(Stored data)

//! Default message catalog
//!
//! A [`MessageContainer`] maps a rule kind to a message template. Templates use
//! positional placeholders: `{0}` is the field name, `{1}` and `{2}` carry rule
//! bounds such as lengths. `{{` and `}}` produce literal braces.
//!
//! The catalog is open: any string is a valid kind, so new rules bring their
//! own templates without changes here. Catalogs can be loaded from flat JSON
//! or TOML files for localization; loaded entries are laid over the defaults.
//!
//! ```
//! use vouch_validation::{MessageContainer, kinds};
//!
//! let messages = MessageContainer::new()
//!     .with(kinds::IS_NOT_NULL, "'{0}' est obligatoire.");
//! assert_eq!(messages.format(kinds::IS_NOT_NULL, &[&"nom"]), "'nom' est obligatoire.");
//! ```

use serde::Serialize;
use std::collections::{BTreeMap, HashMap};
use std::fmt::Display;
use std::fs;
use std::path::{Path, PathBuf};
use thiserror::Error;
use vouch_log::debug;

/// Environment variable naming a catalog file loaded by [`MessageContainer::from_env`].
pub const MESSAGES_ENV: &str = "VOUCH_MESSAGES";

/// Rule kinds known to the built-in rules.
pub mod kinds {
    pub const IS: &str = "is";
    pub const IS_NOT: &str = "is_not";
    pub const IS_NOT_NULL: &str = "is_not_null";
    pub const IS_EMAIL: &str = "is_email";
    pub const IS_REGEX: &str = "is_regex";
    pub const IS_MATCH: &str = "is_match";
    pub const IS_MIN_LENGTH: &str = "is_min_length";
    pub const IS_MAX_LENGTH: &str = "is_max_length";
    pub const IS_EXACT_LENGTH: &str = "is_exact_length";
    pub const IS_BETWEEN_LENGTH: &str = "is_between_length";
    pub const IS_PASSWORD: &str = "is_password";
    pub const IS_NOT_NULL_OR_EMPTY: &str = "is_not_null_or_empty";
    pub const IS_NOT_NULL_OR_WHITESPACE: &str = "is_not_null_or_whitespace";
}

const DEFAULT_TEMPLATES: &[(&str, &str)] = &[
    (kinds::IS, "'{0}' does not match the specified criteria."),
    (kinds::IS_NOT, "'{0}' must not match the specified criteria."),
    (kinds::IS_NOT_NULL, "'{0}' cannot be null."),
    (kinds::IS_EMAIL, "'{0}' is not a valid email address."),
    (
        kinds::IS_REGEX,
        "'{0}' does not match the provided regular expression.",
    ),
    (kinds::IS_MATCH, "'{0}' did not match the specified criteria."),
    (kinds::IS_MIN_LENGTH, "'{0}' must be at least {1} characters."),
    (kinds::IS_MAX_LENGTH, "'{0}' must be {1} characters or less."),
    (kinds::IS_EXACT_LENGTH, "'{0}' must be exactly {1} characters."),
    (
        kinds::IS_BETWEEN_LENGTH,
        "'{0}' must be between {1} and {2} characters long.",
    ),
    (
        kinds::IS_PASSWORD,
        "'{0}' is not a valid password. Passwords must be 8 to 30 characters with at least one uppercase letter, one lowercase letter and one number.",
    ),
    (kinds::IS_NOT_NULL_OR_EMPTY, "'{0}' cannot be empty."),
    (kinds::IS_NOT_NULL_OR_WHITESPACE, "'{0}' cannot be blank."),
];

/// Errors raised while loading a message catalog.
#[derive(Error, Debug)]
pub enum CatalogError {
    #[error("Failed to read message catalog {path}: {source}")]
    Io {
        path: PathBuf,
        #[source]
        source: std::io::Error,
    },

    #[error("Invalid JSON message catalog: {0}")]
    Json(#[from] serde_json::Error),

    #[error("Invalid TOML message catalog: {0}")]
    Toml(#[from] toml::de::Error),

    #[error("Unsupported message catalog format: {0}")]
    UnsupportedFormat(String),
}

/// Supported catalog file formats.
#[derive(Debug, Clone, Copy, PartialEq, Eq)]
pub enum CatalogFormat {
    Json,
    Toml,
}

impl CatalogFormat {
    pub fn from_extension(ext: &str) -> Option<Self> {
        match ext.to_lowercase().as_str() {
            "json" => Some(CatalogFormat::Json),
            "toml" => Some(CatalogFormat::Toml),
            _ => None,
        }
    }

    fn from_path(path: &Path) -> Result<Self, CatalogError> {
        let ext = path.extension().and_then(|s| s.to_str()).unwrap_or("");
        Self::from_extension(ext).ok_or_else(|| {
            CatalogError::UnsupportedFormat(format!("{} (extension {:?})", path.display(), ext))
        })
    }
}

/// Rule kind to message template mapping.
///
/// Read-only while validators use it; share one instance across validators
/// with `Arc`.
#[derive(Debug, Clone, PartialEq, Eq, Serialize)]
#[serde(transparent)]
pub struct MessageContainer {
    templates: HashMap<String, String>,
}

impl Default for MessageContainer {
    fn default() -> Self {
        Self {
            templates: DEFAULT_TEMPLATES
                .iter()
                .map(|(kind, template)| (kind.to_string(), template.to_string()))
                .collect(),
        }
    }
}

impl MessageContainer {
    /// Catalog holding the default English templates.
    pub fn new() -> Self {
        Self::default()
    }

    /// Replace (or add) the template for `kind`.
    pub fn with(mut self, kind: impl Into<String>, template: impl Into<String>) -> Self {
        self.set(kind, template);
        self
    }

    pub fn set(&mut self, kind: impl Into<String>, template: impl Into<String>) {
        self.templates.insert(kind.into(), template.into());
    }

    /// Template registered for `kind`, if any.
    pub fn template(&self, kind: &str) -> Option<&str> {
        self.templates.get(kind).map(String::as_str)
    }

    /// Template for `kind`, falling back to the generic `is` template.
    pub fn get(&self, kind: &str) -> &str {
        self.template(kind)
            .or_else(|| self.template(kinds::IS))
            .unwrap_or(DEFAULT_TEMPLATES[0].1)
    }

    /// Resolve the template for `kind` with positional arguments.
    pub fn format(&self, kind: &str, args: &[&dyn Display]) -> String {
        format_template(self.get(kind), args)
    }

    pub fn contains(&self, kind: &str) -> bool {
        self.templates.contains_key(kind)
    }

    /// Registered kinds, sorted.
    pub fn kinds(&self) -> Vec<&str> {
        let mut kinds: Vec<&str> = self.templates.keys().map(String::as_str).collect();
        kinds.sort_unstable();
        kinds
    }

    pub fn len(&self) -> usize {
        self.templates.len()
    }

    pub fn is_empty(&self) -> bool {
        self.templates.is_empty()
    }

    /// Lay `overrides` over the default templates.
    pub fn from_overrides<I, K, V>(overrides: I) -> Self
    where
        I: IntoIterator<Item = (K, V)>,
        K: Into<String>,
        V: Into<String>,
    {
        let mut container = Self::default();
        for (kind, template) in overrides {
            container.set(kind, template);
        }
        container
    }

    /// Parse a flat JSON object of `kind -> template`.
    pub fn from_json(content: &str) -> Result<Self, CatalogError> {
        let overrides: BTreeMap<String, String> = serde_json::from_str(content)?;
        Ok(Self::from_overrides(overrides))
    }

    /// Parse a flat TOML table of `kind = "template"`.
    pub fn from_toml(content: &str) -> Result<Self, CatalogError> {
        let overrides: BTreeMap<String, String> = toml::from_str(content)?;
        Ok(Self::from_overrides(overrides))
    }

    pub fn parse(content: &str, format: CatalogFormat) -> Result<Self, CatalogError> {
        match format {
            CatalogFormat::Json => Self::from_json(content),
            CatalogFormat::Toml => Self::from_toml(content),
        }
    }

    /// Load a catalog file, picking the format from its extension.
    pub fn load_file(path: impl AsRef<Path>) -> Result<Self, CatalogError> {
        let path = path.as_ref();
        let format = CatalogFormat::from_path(path)?;
        let content = fs::read_to_string(path).map_err(|source| CatalogError::Io {
            path: path.to_path_buf(),
            source,
        })?;

        let container = Self::parse(&content, format)?;
        debug!(
            target: "vouch::messages",
            "loaded message catalog {} ({} templates)",
            path.display(),
            container.len()
        );
        Ok(container)
    }

    /// Load the catalog named by `VOUCH_MESSAGES`, or the defaults when unset.
    pub fn from_env() -> Result<Self, CatalogError> {
        match std::env::var_os(MESSAGES_ENV) {
            Some(path) if !path.is_empty() => Self::load_file(PathBuf::from(path)),
            _ => Ok(Self::default()),
        }
    }
}

/// Substitute `{N}` placeholders in `template` with `args[N]`.
///
/// Placeholders without a matching argument, and malformed ones, are kept
/// verbatim.
pub fn format_template(template: &str, args: &[&dyn Display]) -> String {
    let mut out = String::with_capacity(template.len() + 16);
    let mut chars = template.char_indices().peekable();

    while let Some((start, c)) = chars.next() {
        match c {
            '{' if matches!(chars.peek(), Some((_, '{'))) => {
                chars.next();
                out.push('{');
            }
            '}' if matches!(chars.peek(), Some((_, '}'))) => {
                chars.next();
                out.push('}');
            }
            '{' => {
                let rest = &template[start + 1..];
                let digits = rest.chars().take_while(char::is_ascii_digit).count();
                let closed = digits > 0 && rest[digits..].starts_with('}');
                let arg = if closed {
                    rest[..digits]
                        .parse::<usize>()
                        .ok()
                        .and_then(|index| args.get(index))
                } else {
                    None
                };

                match arg {
                    Some(arg) => {
                        out.push_str(&arg.to_string());
                        // digits are ASCII, so one char per byte
                        for _ in 0..=digits {
                            chars.next();
                        }
                    }
                    None => out.push('{'),
                }
            }
            c => out.push(c),
        }
    }

    out
}

#[cfg(test)]
mod tests {
    use super::*;
    use std::io::Write;

    #[test]
    fn test_defaults_cover_builtin_kinds() {
        let messages = MessageContainer::new();
        for (kind, _) in DEFAULT_TEMPLATES {
            assert!(messages.contains(kind), "missing {}", kind);
        }
        assert_eq!(messages.len(), DEFAULT_TEMPLATES.len());
    }

    #[test]
    fn test_format_template() {
        assert_eq!(format_template("'{0}' cannot be null.", &[&"Name"]), "'Name' cannot be null.");
        assert_eq!(
            format_template("'{0}' must be between {1} and {2}.", &[&"name", &5, &20]),
            "'name' must be between 5 and 20."
        );
        assert_eq!(format_template("{1}{0}", &[&"a", &"b"]), "ba");
    }

    #[test]
    fn test_format_template_keeps_unmatched_placeholders() {
        assert_eq!(format_template("{0} and {3}", &[&"x"]), "x and {3}");
        assert_eq!(format_template("{name}", &[&"x"]), "{name}");
        assert_eq!(format_template("open {", &[]), "open {");
        assert_eq!(format_template("{}", &[&"x"]), "{}");
        assert_eq!(format_template("{{0}} {0}", &[&"x"]), "{0} x");
        assert_eq!(format_template("é{0}ü", &[&"ß"]), "éßü");
    }

    #[test]
    fn test_unknown_kind_falls_back_to_is() {
        let messages = MessageContainer::new();
        assert_eq!(messages.get("is_uuid"), messages.get(kinds::IS));
        assert!(messages.template("is_uuid").is_none());
    }

    #[test]
    fn test_with_adds_new_kind() {
        let messages = MessageContainer::new().with("is_uuid", "'{0}' is not a UUID.");
        assert_eq!(messages.format("is_uuid", &[&"id"]), "'id' is not a UUID.");
        assert!(messages.kinds().contains(&"is_uuid"));
    }

    #[test]
    fn test_from_json_overlays_defaults() {
        let messages = MessageContainer::from_json(
            r#"{"is_not_null": "'{0}' ne peut pas être nul.", "is_postcode": "'{0}' invalide"}"#,
        )
        .unwrap();

        assert_eq!(
            messages.format(kinds::IS_NOT_NULL, &[&"nom"]),
            "'nom' ne peut pas être nul."
        );
        assert_eq!(messages.template("is_postcode"), Some("'{0}' invalide"));
        assert_eq!(
            messages.template(kinds::IS_EMAIL),
            MessageContainer::new().template(kinds::IS_EMAIL)
        );
    }

    #[test]
    fn test_from_toml() {
        let messages = MessageContainer::from_toml(
            r#"
                is_min_length = "'{0}' braucht mindestens {1} Zeichen."
            "#,
        )
        .unwrap();
        assert_eq!(
            messages.format(kinds::IS_MIN_LENGTH, &[&"name", &3]),
            "'name' braucht mindestens 3 Zeichen."
        );
    }

    #[test]
    fn test_invalid_catalogs() {
        assert!(matches!(
            MessageContainer::from_json("[1, 2]"),
            Err(CatalogError::Json(_))
        ));
        assert!(matches!(
            MessageContainer::from_toml("is = 3"),
            Err(CatalogError::Toml(_))
        ));
    }

    #[test]
    fn test_load_file_by_extension() {
        let mut file = tempfile::Builder::new().suffix(".json").tempfile().unwrap();
        write!(file, r#"{{"is": "bad {{0}}"}}"#).unwrap();

        let messages = MessageContainer::load_file(file.path()).unwrap();
        assert_eq!(messages.get(kinds::IS), "bad {0}");
    }

    #[test]
    fn test_load_file_errors() {
        let file = tempfile::Builder::new().suffix(".yaml").tempfile().unwrap();
        assert!(matches!(
            MessageContainer::load_file(file.path()),
            Err(CatalogError::UnsupportedFormat(_))
        ));

        assert!(matches!(
            MessageContainer::load_file("/definitely/not/here.toml"),
            Err(CatalogError::Io { .. })
        ));
    }

    // single test: the env var is process-wide
    #[test]
    fn test_from_env() {
        unsafe { std::env::remove_var(MESSAGES_ENV) };
        assert_eq!(MessageContainer::from_env().unwrap(), MessageContainer::default());

        unsafe { std::env::set_var(MESSAGES_ENV, "") };
        assert_eq!(MessageContainer::from_env().unwrap(), MessageContainer::default());

        let mut file = tempfile::Builder::new().suffix(".toml").tempfile().unwrap();
        writeln!(file, "is_email = \"'{{0}}' is not an address.\"").unwrap();
        unsafe { std::env::set_var(MESSAGES_ENV, file.path()) };
        let messages = MessageContainer::from_env();
        unsafe { std::env::remove_var(MESSAGES_ENV) };

        let messages = messages.unwrap();
        assert_eq!(messages.get(kinds::IS_EMAIL), "'{0}' is not an address.");
        assert_eq!(messages.get(kinds::IS), MessageContainer::default().get(kinds::IS));
    }

    #[test]
    fn test_format_detection() {
        assert_eq!(CatalogFormat::from_extension("JSON"), Some(CatalogFormat::Json));
        assert_eq!(CatalogFormat::from_extension("toml"), Some(CatalogFormat::Toml));
        assert_eq!(CatalogFormat::from_extension("env"), None);
    }
}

■ **AIM OF THE EXERCISE**
After locating the line holding "must be exactly" above, output exactly that line and every line after it through the line holding "pub fn new()". Include nothing else.

■ **RESULT OF THE EXERCISE**
    (kinds::IS_EXACT_LENGTH, "'{0}' must be exactly {1} characters."),
    (
        kinds::IS_BETWEEN_LENGTH,
        "'{0}' must be between {1} and {2} characters long.",
    ),
    (
        kinds::IS_PASSWORD,
        "'{0}' is not a valid password. Passwords must be 8 to 30 characters with at least one uppercase letter, one lowercase letter and one number.",
    ),
    (kinds::IS_NOT_NULL_OR_EMPTY, "'{0}' cannot be empty."),
    (kinds::IS_NOT_NULL_OR_WHITESPACE, "'{0}' cannot be blank."),
];

/// Errors raised while loading a message catalog.
#[derive(Error, Debug)]
pub enum CatalogError {
    #[error("Failed to read message catalog {path}: {source}")]
    Io {
        path: PathBuf,
        #[source]
        source: std::io::Error,
    },

    #[error("Invalid JSON message catalog: {0}")]
    Json(#[from] serde_json::Error),

    #[error("Invalid TOML message catalog: {0}")]
    Toml(#[from] toml::de::Error),

    #[error("Unsupported message catalog format: {0}")]
    UnsupportedFormat(String),
}

/// Supported catalog file formats.
#[derive(Debug, Clone, Copy, PartialEq, Eq)]
pub enum CatalogFormat {
    Json,
    Toml,
}

impl CatalogFormat {
    pub fn from_extension(ext: &str) -> Option<Self> {
        match ext.to_lowercase().as_str() {
            "json" => Some(CatalogFormat::Json),
            "toml" => Some(CatalogFormat::Toml),
            _ => None,
        }
    }

    fn from_path(path: &Path) -> Result<Self, CatalogError> {
        let ext = path.extension().and_then(|s| s.to_str()).unwrap_or("");
        Self::from_extension(ext).ok_or_else(|| {
            CatalogError::UnsupportedFormat(format!("{} (extension {:?})", path.display(), ext))
        })
    }
}

/// Rule kind to message template mapping.
///
/// Read-only while validators use it; share one instance across validators
/// with `Arc`.
#[derive(Debug, Clone, PartialEq, Eq, Serialize)]
#[serde(transparent)]
pub struct MessageContainer {
    templates: HashMap<String, String>,
}

impl Default for MessageContainer {
    fn default() -> Self {
        Self {
            templates: DEFAULT_TEMPLATES
                .iter()
                .map(|(kind, template)| (kind.to_string(), template.to_string()))
                .collect(),
        }
    }
}

impl MessageContainer {
    /// Catalog holding the default English templates.
    pub fn new() -> Self {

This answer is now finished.